Clinical analysis of CHD2 gene mutations in pediatric patients with epilepsy

ABSTRACT Importance CHD2 is a member of the chromodomain helicase DNA‐binding (CHD) family of proteins, which have important roles in the regulation of gene expression. Dysregulation of this protein may lead to various disorders. Objective To delineate the genotypes and phenotypes of CHD2‐related epilepsy. Methods We analyzed the medical history, magnetic resonance imaging findings, and video‐electroencephalogram recordings of 17 patients with CHD2 mutations in the Neurology Department of Beijing Children's Hospital from June 2016 to June 2021. Results Age at seizure onset ranged from 6 months to 10 years; the median age at onset was 4 years.
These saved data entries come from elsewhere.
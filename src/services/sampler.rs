// System Sampler
//
// 基于 sysinfo 的定时采样：内存、CPU、磁盘、网络，结果交给内存告警策略后发布

use std::path::Path;
use std::sync::{Arc, Mutex, PoisonError};
use std::time::{Duration, Instant};

use chrono::Utc;
use sysinfo::{Disks, Networks, Pid, ProcessesToUpdate, System};
use tokio::time;

use super::memory_monitor::{MemoryMonitor, MemorySample, ProcessSample};
use super::metrics_hub::MetricsHub;
use crate::error::{AppError, AppResult};
use crate::models::metrics::NetworkThroughput;
use crate::models::SystemSnapshot;

pub struct SysinfoSampler {
    sys: System,
    disks: Disks,
    networks: Networks,
    last_network_refresh: Instant,
}

impl SysinfoSampler {
    pub fn new() -> Self {
        Self {
            sys: System::new_all(),
            disks: Disks::new_with_refreshed_list(),
            networks: Networks::new_with_refreshed_list(),
            last_network_refresh: Instant::now(),
        }
    }

    /// 采集一次；返回内存采样和不含告警字段的快照
    pub fn collect(&mut self) -> (MemorySample, SystemSnapshot) {
        self.sys.refresh_memory();
        self.sys.refresh_cpu_usage();
        self.sys.refresh_processes(ProcessesToUpdate::All, true);
        self.disks.refresh(true);
        self.networks.refresh(true);

        let processes = self
            .sys
            .processes()
            .values()
            .map(|p| ProcessSample {
                pid: p.pid().as_u32(),
                name: p.name().to_string_lossy().to_string(),
                exe: p.exe().map(|path| path.to_string_lossy().to_string()),
                memory_bytes: p.memory(),
            })
            .collect();

        let memory = MemorySample {
            used_bytes: self.sys.used_memory(),
            total_bytes: self.sys.total_memory(),
            processes,
        };

        let (free_storage_bytes, total_storage_bytes) = self.storage();

        let now = Instant::now();
        let elapsed = now
            .duration_since(self.last_network_refresh)
            .as_secs_f64()
            .max(1.0);
        self.last_network_refresh = now;
        let (rx, tx) = self
            .networks
            .list()
            .values()
            .fold((0u64, 0u64), |(rx, tx), data| {
                (rx + data.received(), tx + data.transmitted())
            });

        let snapshot = SystemSnapshot {
            free_storage_bytes,
            total_storage_bytes,
            memory_usage: memory.usage(),
            cpu_usage: self.sys.global_cpu_usage(),
            battery_level: None,
            network: NetworkThroughput {
                rx_bytes_per_sec: (rx as f64 / elapsed) as u64,
                tx_bytes_per_sec: (tx as f64 / elapsed) as u64,
            },
            high_memory_alert: false,
            offending_process: None,
            sampled_at: Utc::now(),
        };

        tracing::trace!(
            memory_usage = snapshot.memory_usage,
            cpu = snapshot.cpu_usage,
            "系统采样完成"
        );
        (memory, snapshot)
    }

    /// 系统盘的可用 / 总空间；APFS 多卷共享容器，优先取挂载在 `/` 的卷
    fn storage(&self) -> (u64, u64) {
        let list = self.disks.list();
        if let Some(root) = list.iter().find(|d| d.mount_point() == Path::new("/")) {
            return (root.available_space(), root.total_space());
        }
        list.iter().fold((0, 0), |(free, total), d| {
            (free + d.available_space(), total + d.total_space())
        })
    }
}

impl Default for SysinfoSampler {
    fn default() -> Self {
        Self::new()
    }
}

/// 结束指定进程；进程已不存在时视为成功。
///
/// pid 已被其他进程复用（名称与 `expected_name` 不符）时拒绝结束。
pub fn terminate_process(pid: u32, expected_name: &str) -> AppResult<()> {
    let pid = Pid::from_u32(pid);
    let mut sys = System::new();
    sys.refresh_processes(ProcessesToUpdate::Some(&[pid]), true);

    match sys.process(pid) {
        Some(process) => {
            let name = process.name().to_string_lossy().to_string();
            if name != expected_name {
                tracing::warn!(
                    pid = pid.as_u32(),
                    process = %name,
                    expected = %expected_name,
                    "进程已变更，拒绝结束"
                );
                return Err(AppError::process(format!(
                    "进程 {} 已不是 {}，未结束",
                    pid, expected_name
                )));
            }
            if process.kill() {
                tracing::info!(pid = pid.as_u32(), process = %name, "已结束进程");
                Ok(())
            } else {
                Err(AppError::process(format!("无法结束进程 {} ({})", name, pid)))
            }
        }
        None => {
            tracing::warn!(pid = pid.as_u32(), "进程已退出，无需结束");
            Ok(())
        }
    }
}

/// 合并采样与告警判定，生成对外发布的快照
pub fn build_snapshot(
    monitor: &Mutex<MemoryMonitor>,
    memory: &MemorySample,
    mut snapshot: SystemSnapshot,
    now: Instant,
) -> SystemSnapshot {
    let decision = monitor
        .lock()
        .unwrap_or_else(PoisonError::into_inner)
        .evaluate(memory, now);
    snapshot.memory_usage = decision.usage;
    snapshot.high_memory_alert = decision.high_memory_alert;
    snapshot.offending_process = decision.offender;
    snapshot
}

/// 采样循环，随应用进程一直运行
pub async fn run_sampler(
    hub: Arc<MetricsHub>,
    monitor: Arc<Mutex<MemoryMonitor>>,
    interval: Duration,
) {
    let sampler = Arc::new(Mutex::new(SysinfoSampler::new()));
    let mut ticker = time::interval(interval);
    tracing::info!(interval_secs = interval.as_secs(), "系统采样已启动");

    loop {
        ticker.tick().await;

        let sampler = sampler.clone();
        let collected = tokio::task::spawn_blocking(move || {
            sampler
                .lock()
                .unwrap_or_else(PoisonError::into_inner)
                .collect()
        })
        .await;

        match collected {
            Ok((memory, snapshot)) => {
                let snapshot = build_snapshot(&monitor, &memory, snapshot, Instant::now());
                if snapshot.high_memory_alert {
                    tracing::debug!(
                        usage = snapshot.memory_usage,
                        process = ?snapshot.offending_process.as_ref().map(|p| &p.name),
                        "内存占用过高"
                    );
                }
                hub.publish(snapshot);
            }
            Err(e) => tracing::error!(error = %e, "系统采样任务失败"),
        }
    }
}

#[cfg(test)]
mod tests {
    use super::*;

    #[test]
    fn test_build_snapshot_applies_decision() {
        let monitor = Mutex::new(MemoryMonitor::new(0.5));
        let memory = MemorySample {
            used_bytes: 9,
            total_bytes: 10,
            processes: vec![ProcessSample {
                pid: 99,
                name: "Docker".to_string(),
                exe: None,
                memory_bytes: 5,
            }],
        };

        let snapshot = build_snapshot(&monitor, &memory, SystemSnapshot::default(), Instant::now());
        assert!(snapshot.high_memory_alert);
        assert!((snapshot.memory_usage - 0.9).abs() < 1e-9);
        assert_eq!(snapshot.offending_process.map(|p| p.pid), Some(99));
    }

    #[test]
    fn test_collect_reports_memory() {
        let mut sampler = SysinfoSampler::new();
        let (memory, snapshot) = sampler.collect();
        assert!(memory.total_bytes > 0);
        assert!(memory.used_bytes <= memory.total_bytes);
        assert!(snapshot.memory_usage >= 0.0 && snapshot.memory_usage <= 1.0);
        assert!(!snapshot.high_memory_alert);
    }

    #[test]
    fn test_terminate_missing_process_is_ok() {
        // 超过 Linux pid_max 上限（2^22），也远大于 macOS 的 99998
        assert!(terminate_process(4_194_305, "Google Chrome").is_ok());
    }

    #[test]
    fn test_terminate_refuses_reused_pid() {
        // 名称不符时在 kill 之前返回，测试进程自身不会被结束
        let result = terminate_process(std::process::id(), "no-such-process-name");
        assert!(matches!(result, Err(AppError::Process(_))));
    }
}
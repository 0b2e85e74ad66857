// macOS 全局事件
//
// 全局鼠标按下监听和应用失活通知，用于面板自动关闭。
// 监听对象只在主线程上注册和移除。

use std::cell::RefCell;

use block::ConcreteBlock;
use cocoa::base::{id, nil};
use cocoa::foundation::{NSPoint, NSRect, NSString};
use objc::{class, msg_send, sel, sel_impl};
use tauri::{AppHandle, WebviewWindow};

use macmaster::ui::{FocusSignal, Point};

use super::initialization::post_focus_signal;

// NSEventMaskLeftMouseDown | NSEventMaskRightMouseDown | NSEventMaskOtherMouseDown
const MOUSE_DOWN_MASK: u64 = (1 << 1) | (1 << 3) | (1 << 25);

struct EventMonitors {
    mouse_monitor: id,
    resign_observer: id,
}

impl Drop for EventMonitors {
    fn drop(&mut self) {
        unsafe {
            if self.mouse_monitor != nil {
                let _: () = msg_send![class!(NSEvent), removeMonitor: self.mouse_monitor];
            }
            if self.resign_observer != nil {
                let center: id = msg_send![class!(NSNotificationCenter), defaultCenter];
                let _: () = msg_send![center, removeObserver: self.resign_observer];
            }
        }
        tracing::debug!("已移除全局事件监听");
    }
}

thread_local! {
    static MONITORS: RefCell<Option<EventMonitors>> = const { RefCell::new(None) };
}

/// 当前鼠标位置，转换为主屏左上角原点、y 向下的坐标
unsafe fn mouse_location() -> Option<Point> {
    let location: NSPoint = msg_send![class!(NSEvent), mouseLocation];
    let screens: id = msg_send![class!(NSScreen), screens];
    let count: usize = msg_send![screens, count];
    if count == 0 {
        return None;
    }
    let primary: id = msg_send![screens, objectAtIndex: 0usize];
    let frame: NSRect = msg_send![primary, frame];
    Some(Point::new(location.x, frame.size.height - location.y))
}

/// 注册全局鼠标监听和应用失活通知；必须在主线程调用
pub fn install_event_monitors(app: &AppHandle) {
    let click_app = app.clone();
    let click_block = ConcreteBlock::new(move |_event: id| {
        if let Some(at) = unsafe { mouse_location() } {
            post_focus_signal(&click_app, FocusSignal::MouseDown { at });
        }
    })
    .copy();

    let resign_app = app.clone();
    let resign_block = ConcreteBlock::new(move |_notification: id| {
        post_focus_signal(&resign_app, FocusSignal::AppDeactivated);
    })
    .copy();

    let monitors = unsafe {
        let mouse_monitor: id = msg_send![
            class!(NSEvent),
            addGlobalMonitorForEventsMatchingMask: MOUSE_DOWN_MASK
            handler: &*click_block
        ];

        let center: id = msg_send![class!(NSNotificationCenter), defaultCenter];
        let queue: id = msg_send![class!(NSOperationQueue), mainQueue];
        let name = NSString::alloc(nil).init_str("NSApplicationDidResignActiveNotification");
        let resign_observer: id = msg_send![
            center,
            addObserverForName: name
            object: nil
            queue: queue
            usingBlock: &*resign_block
        ];

        EventMonitors {
            mouse_monitor,
            resign_observer,
        }
    };

    if monitors.mouse_monitor == nil {
        tracing::warn!("全局鼠标监听注册失败");
    }

    MONITORS.with(|slot| {
        // 替换旧的监听，旧值在这里被 drop 并移除
        slot.replace(Some(monitors));
    });
    tracing::debug!("已注册全局事件监听");
}

/// 移除全局事件监听；必须在主线程调用
pub fn remove_event_monitors() {
    MONITORS.with(|slot| {
        slot.borrow_mut().take();
    });
}

/// 把窗口放到最前但不让它成为键盘窗口
pub fn order_front_regardless(window: &WebviewWindow) -> tauri::Result<()> {
    let ns_window = window.ns_window()? as id;
    unsafe {
        let _: () = msg_send![ns_window, orderFrontRegardless];
    }
    Ok(())
}

/// 把应用切到前台
pub fn activate_app() {
    use cocoa::appkit::NSApplication;
    use objc::runtime::YES;

    unsafe {
        let ns_app = NSApplication::sharedApplication(nil);
        ns_app.activateIgnoringOtherApps_(YES);
    }
}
Generalized tonic‐clonic, myoclonic, eyelid myoclonic, atonic, atypical absence, myoclonic‐atonic, and spasm seizures were observed. Ten of the 17 patients had multiple types of seizures. One patient exhibited photosensitivity epilepsy and one patient exhibited grid image‐induced visual reflex epilepsy. Developmental disability was present in 14 patients, while autism features were present in five patients. Sixteen patients had de novo mutations of CHD2; one patient had an inherited variant. Eleven mutations were novel. One patient had two mutations; that patient exhibited development delay and refractory epilepsy. Seizures were controlled in eight patients, improved in seven patients, and resistant to treatment in two patients. Interpretation Phenotype severity in patients with CHD2 variants ranged from drug‐responsive seizures to severe epileptic encephalopathy. Most patients exhibited developmental disorders.